As an example, Brettler discussed Tel Dan, including its House of David inscription that Mykytiuk used to verify King David.
Brettler noted that “even though David’s name is likely verified by the Tel Dan Inscription, that inscription is at least a century after David would have lived according to the biblical chronology, so all it proves is that a century or more after David might have lived, some people thought he lived, and traced a dynasty to his name. It does not prove the existence of David as a historical figure, and certainly does not verify anything said about David in any biblical book.”
And, he noted, “we must also discuss cases where outside information shows that the Bible is wrong.”
‘We must also discuss cases where outside information shows that the Bible is wrong’
He cited Kings II 19:36-37 and its discussion of a siege of Jerusalem: “So King Sennacherib of Assyria broke camp and retreated, and stayed in Nineveh. While he was worshiping in the temple of his god Nisroch, his sons Adrammelech and Sarezer struck him down with the sword. They fled to the land of Ararat, and his son Esarhaddon succeeded him as king.”
“This verse is correct that Sennacherib was assassinated by his children, and was succeeded by Esarhaddon, but incorrectly suggests that this happened immediately after he returned home from besieging Jerusalem in 701 BCE, and it gets wrong the name of his children and the name of the Assyrian god,” Brettler explained. “This is a good case, illustrating how external sources show that sometimes the Bible gets part of what happened right, and part wrong.”
Mykytiuk is continuing with his verifications — this time, involving the New Testament.
He said that after his first 50 Old Testament verifications, Shanks told him, “We can finish the New Testament, too.” (Shanks declined to comment for this story.)

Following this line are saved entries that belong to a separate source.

//! Round-robin pool of read connections (WAL keeps them off the writer's lock).

use std::path::Path;
use std::sync::Mutex;
use std::sync::atomic::{AtomicUsize, Ordering};
use std::time::Duration;

use rectwatch_core::{Error, Result};
use rusqlite::{Connection, OpenFlags};

/// Maximum number of read connections.
const MAX_POOL_SIZE: usize = 8;

/// A pool of SQLite connections that refuse writes.
pub(crate) struct ReadPool {
    connections: Vec<Mutex<Connection>>,
    next: AtomicUsize,
}

impl ReadPool {
    /// Opens `pool_size` query-only connections to the database at `path`.
    pub(crate) fn open(path: &Path, pool_size: usize, busy_timeout: Duration) -> Result<Self> {
        let size = pool_size.clamp(1, MAX_POOL_SIZE);
        let mut connections = Vec::with_capacity(size);
        for _ in 0..size {
            let conn = Connection::open_with_flags(
                path,
                OpenFlags::SQLITE_OPEN_READ_WRITE | OpenFlags::SQLITE_OPEN_NO_MUTEX,
            )
            .map_err(Error::storage)?;
            conn.busy_timeout(busy_timeout).map_err(Error::storage)?;
            conn.pragma_update(None, "query_only", true).map_err(Error::storage)?;
            connections.push(Mutex::new(conn));
        }
        Ok(Self {
            connections,
            next: AtomicUsize::new(0),
        })
    }

    /// Runs `f` with the next connection in round-robin order.
    pub(crate) fn with_conn<F, T>(&self, f: F) -> Result<T>
    where
        F: FnOnce(&Connection) -> Result<T>,
    {
        let idx = self.next.fetch_add(1, Ordering::Relaxed) % self.connections.len();
        let guard = self.connections[idx]
            .lock()
            .map_err(|e| Error::storage(format!("read pool lock poisoned: {e}")))?;
        f(&guard)
    }

    pub(crate) fn size(&self) -> usize {
        self.connections.len()
    }
}
use std::io::Read;
use std::path::Path;

use super::{connect, fail, print_rectangles};

/// Posts a query document and prints what the server stored.
pub fn execute(file: &Path, addr: Option<String>) {
    let body = match read_query(file) {
        Ok(body) => body,
        Err(e) => {
            eprintln!("Error: could not read {}: {e}", file.display());
            std::process::exit(1);
        }
    };

    let matches = connect(addr).submit(body).unwrap_or_else(|e| fail(&e));

    println!("{} overlapping rectangle(s) stored.", matches.len());
    print_rectangles(&matches);
}

fn read_query(file: &Path) -> std::io::Result<Vec<u8>> {
    if file.as_os_str() == "-" {
        let mut body = Vec::new();
        std::io::stdin().read_to_end(&mut body)?;
        return Ok(body);
    }
    std::fs::read(file)
}
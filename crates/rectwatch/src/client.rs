//! Blocking HTTP client behind `rectwatch submit` and `rectwatch list`.

use std::time::Duration;

use rectwatch_core::Rectangle;
use rectwatch_core::wire::Response;
use reqwest::blocking;
use reqwest::header::CONTENT_TYPE;

/// Why a request to the server produced no rectangles.
#[derive(Debug, thiserror::Error)]
pub enum ClientError {
    #[error("could not build HTTP client: {0}")]
    Setup(#[source] reqwest::Error),

    #[error("could not reach rectwatch at {addr}: {source}")]
    Unreachable {
        addr: String,
        #[source]
        source: reqwest::Error,
    },

    #[error("server replied {status}: {message}")]
    Rejected { status: u16, message: String },

    #[error("unexpected reply from {addr}: {source}")]
    BadReply {
        addr: String,
        #[source]
        source: reqwest::Error,
    },
}

/// Talks to one rectwatch server.
#[derive(Debug)]
pub struct Client {
    http: blocking::Client,
    addr: String,
    url: String,
}

impl Client {
    /// `addr` is a `host:port` pair or a full `http://` URL.
    pub fn new(addr: &str, timeout: Duration) -> Result<Self, ClientError> {
        let http = blocking::Client::builder()
            .timeout(timeout)
            .build()
            .map_err(ClientError::Setup)?;
        let url = if addr.starts_with("http://") || addr.starts_with("https://") {
            addr.to_string()
        } else {
            format!("http://{addr}/")
        };
        Ok(Self {
            http,
            addr: addr.to_string(),
            url,
        })
    }

    /// Posts a query document and returns the matches the server stored.
    pub fn submit(&self, query: Vec<u8>) -> Result<Vec<Rectangle>, ClientError> {
        let reply = self
            .http
            .post(&self.url)
            .header(CONTENT_TYPE, "application/json")
            .body(query)
            .send()
            .map_err(|source| self.unreachable(source))?;
        self.rectangles(reply)
    }

    /// Returns every stored match, oldest first.
    pub fn list(&self) -> Result<Vec<Rectangle>, ClientError> {
        let reply = self
            .http
            .get(&self.url)
            .send()
            .map_err(|source| self.unreachable(source))?;
        self.rectangles(reply)
    }

    fn rectangles(&self, reply: blocking::Response) -> Result<Vec<Rectangle>, ClientError> {
        let status = reply.status();
        if !status.is_success() {
            let body = reply.text().unwrap_or_default();
            let message = serde_json::from_str::<Response>(&body)
                .ok()
                .and_then(|r| r.message)
                .unwrap_or(body);
            return Err(ClientError::Rejected {
                status: status.as_u16(),
                message,
            });
        }
        reply.json().map_err(|source| ClientError::BadReply {
            addr: self.addr.clone(),
            source,
        })
    }

    fn unreachable(&self, source: reqwest::Error) -> ClientError {
        ClientError::Unreachable {
            addr: self.addr.clone(),
            source,
        }
    }
}

#[cfg(test)]
mod tests {
    use std::io::{BufRead, BufReader, Write};
    use std::net::TcpListener;
    use std::thread;

    use rectwatch_core::config::ServerConfig;
    use rectwatch_core::{FixedClock, MemoryStore};
    use rectwatch_server::{QueryService, Server};

    use super::*;

    const TIMEOUT: Duration = Duration::from_secs(5);

    fn start_server() -> String {
        let service = QueryService::new(MemoryStore::new(), FixedClock(Default::default()));
        let settings = ServerConfig {
            bind: "127.0.0.1:0".into(),
            workers: 2,
            ..Default::default()
        };
        let server = Server::bind(&settings, service).unwrap();
        let addr = server.local_addr().unwrap().to_string();
        thread::spawn(move || server.run());
        addr
    }

    /// Answers a single request with a fixed raw HTTP reply.
    fn serve_once(reply: &'static str) -> String {
        let listener = TcpListener::bind("127.0.0.1:0").unwrap();
        let addr = listener.local_addr().unwrap().to_string();
        thread::spawn(move || {
            let (mut stream, _) = listener.accept().unwrap();
            let mut reader = BufReader::new(stream.try_clone().unwrap());
            let mut line = String::new();
            while reader.read_line(&mut line).unwrap() > 0 && line != "\r\n" {
                line.clear();
            }
            stream.write_all(reply.as_bytes()).unwrap();
        });
        addr
    }

    #[test]
    fn submit_then_list_returns_stored_matches() {
        // Arrange
        let client = Client::new(&start_server(), TIMEOUT).unwrap();
        let query = br#"{"Main":{"X":0,"Y":0,"Width":4,"Height":4},"Input":[{"X":1,"Y":1,"Width":1,"Height":1}]}"#;

        // Act
        let stored = client.submit(query.to_vec()).unwrap();
        let listed = client.list().unwrap();

        // Assert
        assert_eq!(stored.len(), 1);
        assert_eq!(listed, stored);
    }

    #[test]
    fn rejection_carries_the_server_message() {
        // Arrange
        let client = Client::new(&start_server(), TIMEOUT).unwrap();

        // Act
        let err = client.submit(b"{\"Main\":".to_vec()).unwrap_err();

        // Assert
        match err {
            ClientError::Rejected { status, message } => {
                assert_eq!(status, 400);
                assert!(message.contains("malformed input"));
            }
            other => panic!("unexpected error: {other}"),
        }
    }

    #[test]
    fn success_status_with_non_array_body_is_an_error() {
        // Arrange
        let addr = serve_once(
            "HTTP/1.1 200 OK\r\nContent-Type: application/json\r\nContent-Length: 10\r\nConnection: close\r\n\r\n{\"oops\":1}",
        );
        let client = Client::new(&addr, TIMEOUT).unwrap();

        // Act
        let err = client.list().unwrap_err();

        // Assert
        assert!(matches!(err, ClientError::BadReply { .. }));
    }

    #[test]
    fn closed_port_is_unreachable() {
        let port = TcpListener::bind("127.0.0.1:0")
            .and_then(|l| l.local_addr())
            .unwrap()
            .port();
        let client = Client::new(&format!("127.0.0.1:{port}"), TIMEOUT).unwrap();

        let err = client.list().unwrap_err();

        assert!(err.to_string().starts_with("could not reach rectwatch"));
    }
}
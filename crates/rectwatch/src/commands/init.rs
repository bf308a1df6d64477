use rectwatch_core::config;

/// Creates the default configuration at `~/.config/rectwatch/`.
///
/// Writes a commented `config.toml` and an example `query.json` to use
/// with `rectwatch submit`. Existing files are not overwritten.
pub fn execute() {
    let Some(dir) = config::config_dir() else {
        eprintln!("Error: could not determine home directory.");
        std::process::exit(1);
    };

    if let Err(e) = std::fs::create_dir_all(&dir) {
        eprintln!("Error: could not create {}: {e}", dir.display());
        std::process::exit(1);
    }

    write_if_missing(
        &dir.join("config.toml"),
        &config::template::generate_config(),
    );
    write_if_missing(
        &dir.join("query.json"),
        &config::template::generate_query(),
    );

    println!("\nEdit config.toml to change the listen address, database, or logging.");
    println!("Try `rectwatch submit {}`", dir.join("query.json").display());
}

/// Writes content to a file only if it doesn't already exist.
fn write_if_missing(path: &std::path::Path, content: &str) {
    if path.exists() {
        println!("Already exists: {}", path.display());
        return;
    }

    match std::fs::write(path, content) {
        Ok(()) => println!("Created {}", path.display()),
        Err(e) => eprintln!("Error: could not write {}: {e}", path.display()),
    }
}
use std::fs;
use std::io;
use std::path::{Path, PathBuf};

use crate::Result;

/// Returns the path to the PID file in the rectwatch data directory.
///
/// Creates the directory if it doesn't exist.
pub fn pid_path() -> Result<PathBuf> {
    let dir = crate::config::data_dir()
        .ok_or_else(|| io::Error::new(io::ErrorKind::NotFound, "no local data directory"))?;
    fs::create_dir_all(&dir)?;
    Ok(dir.join("rectwatch.pid"))
}

/// Reads the PID from the PID file, if it exists.
pub fn read_pid_file() -> Result<Option<u32>> {
    read_pid_from(&pid_path()?)
}

/// Removes the PID file.
///
/// Used by `rectwatch status` to clean up after a server that was killed.
pub fn remove_pid_file() -> Result<()> {
    let path = pid_path()?;

    if path.exists() {
        fs::remove_file(&path)?;
    }

    Ok(())
}

/// A PID file that is removed again when dropped.
///
/// Held by the server for as long as it accepts connections. The file lets
/// `rectwatch status` tell a stopped server apart from one that is not
/// answering.
#[derive(Debug)]
pub struct PidFile {
    path: PathBuf,
}

impl PidFile {
    /// Writes the current process's PID to [`pid_path`].
    pub fn create() -> Result<Self> {
        Self::create_at(pid_path()?)
    }

    fn create_at(path: PathBuf) -> Result<Self> {
        write_pid_to(&path, std::process::id())?;
        Ok(Self { path })
    }
}

impl Drop for PidFile {
    fn drop(&mut self) {
        let _ = fs::remove_file(&self.path);
    }
}

fn write_pid_to(path: &Path, pid: u32) -> Result<()> {
    fs::write(path, pid.to_string())?;
    Ok(())
}

fn read_pid_from(path: &Path) -> Result<Option<u32>> {
    if !path.exists() {
        return Ok(None);
    }

    let contents = fs::read_to_string(path)?;
    let pid: u32 = contents.trim().parse().map_err(|e| {
        io::Error::new(
            io::ErrorKind::InvalidData,
            format!("invalid PID file contents: {e}"),
        )
    })?;

    Ok(Some(pid))
}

Mykytiuk described this as “a challenge. I’m a Hebrew Bible guy. I would go on a New Testament study. It’s a very different ballgame, with Greek and Latin inscriptions and coins that you don’t deal with in Old Testament, Hebrew Bible studies.”
His next article will include verifications of 23 New Testament political figures. He expects to publish it in the September/October issue of Biblical Archaeology Review. Unlike his Old Testament verifications, the New Testament ones will include both men and women.
“A lot are mentioned on coins — rulers and women who were their wives [or] sisters and were politically influential,” Mykytiuk said.
Mykytiuk is also working on another article which he hopes to finish in 2017 about New Testament religious figures such as John the Baptist, Gamaliel and high priests.
In the meantime, he can be satisfied that he has another application for his modern system of verifying millennia-old texts.